Cities provide basic services through mixed public-private facility networks, including schools, clinics, transit providers, and subsidized service points. In these systems, planners often observe household movements but lack insight into the latent cost function that balances factors such as distance, price, and institutional access. We examine this urban issue through school choice in the Philippines, where the largest national education subsidy aims to redirect learners from congested public schools to participating private schools.

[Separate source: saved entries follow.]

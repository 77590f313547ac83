#![deny(
    clippy::all,
    clippy::nursery,
    clippy::pedantic,
    clippy::style,
    clippy::complexity,
    clippy::perf,
    clippy::correctness,
    clippy::suspicious,
    clippy::unwrap_used,
    clippy::expect_used
)]
#![allow(
    clippy::similar_names,
    clippy::missing_safety_doc,
    clippy::missing_panics_doc,
    clippy::missing_errors_doc
)]

use serde::{Deserialize, Serialize};

pub mod format;
pub mod handler;
pub mod lookup;
pub mod matcher;
pub mod tokenizer;

pub use format::{REPLY_TRAILER, compose_reply, format_card_line, format_failure_line};
pub use handler::CardCaller;
pub use lookup::{CardSearch, Lookup, lookup};
pub use matcher::{JaroWinkler, Similarity, pick_best};
pub use tokenizer::extract_tokens;

/// A single candidate returned by the card search collaborator.
///
/// Only the fields the reply actually links to are kept.
#[derive(Debug, Clone, Serialize, Deserialize, PartialEq, Eq)]
pub struct CardRecord {
    pub name: String,
    /// `image_uris.normal`
    pub image_url: Option<String>,
    /// `related_uris.gatherer`
    pub gatherer_url: Option<String>,
    /// `scryfall_uri`
    pub scryfall_url: String,
    /// `uri`, the API object for the card
    pub text_url: String,
}

impl CardRecord {
    /// Record with only a name set; the remaining links are empty.
    #[must_use]
    pub fn named(name: impl Into<String>) -> Self {
        Self {
            name: name.into(),
            image_url: None,
            gatherer_url: None,
            scryfall_url: String::new(),
            text_url: String::new(),
        }
    }
}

By treating school-to-school enrollment flows as an entropic optimal transport plan, we recover latent choice costs using two complementary inverse optimal transport models: an interpretable distance-banded model with a subsidy term, and a neural cost model trained via a differentiable Sinkhorn forward pass. Applied to 283,016 learner trips across 23,820 observed flows, the framework estimates a subsidy-equivalent distance, $\lambda^{(k)}$, interpreted as the kilometers of perceived travel cost offset by the subsidy. This case illustrates how administrative origin-destination data can be transformed into interpretable planning metrics for accessibility-aware subsidy design, facility siting, and urban service allocation.
Blogger's Review: This study innovatively reveals the latent costs of urban services through inverse optimal transport models, particularly in the context of educational resource allocation, offering a data-driven approach to urban planning that provides significant insights for policymakers.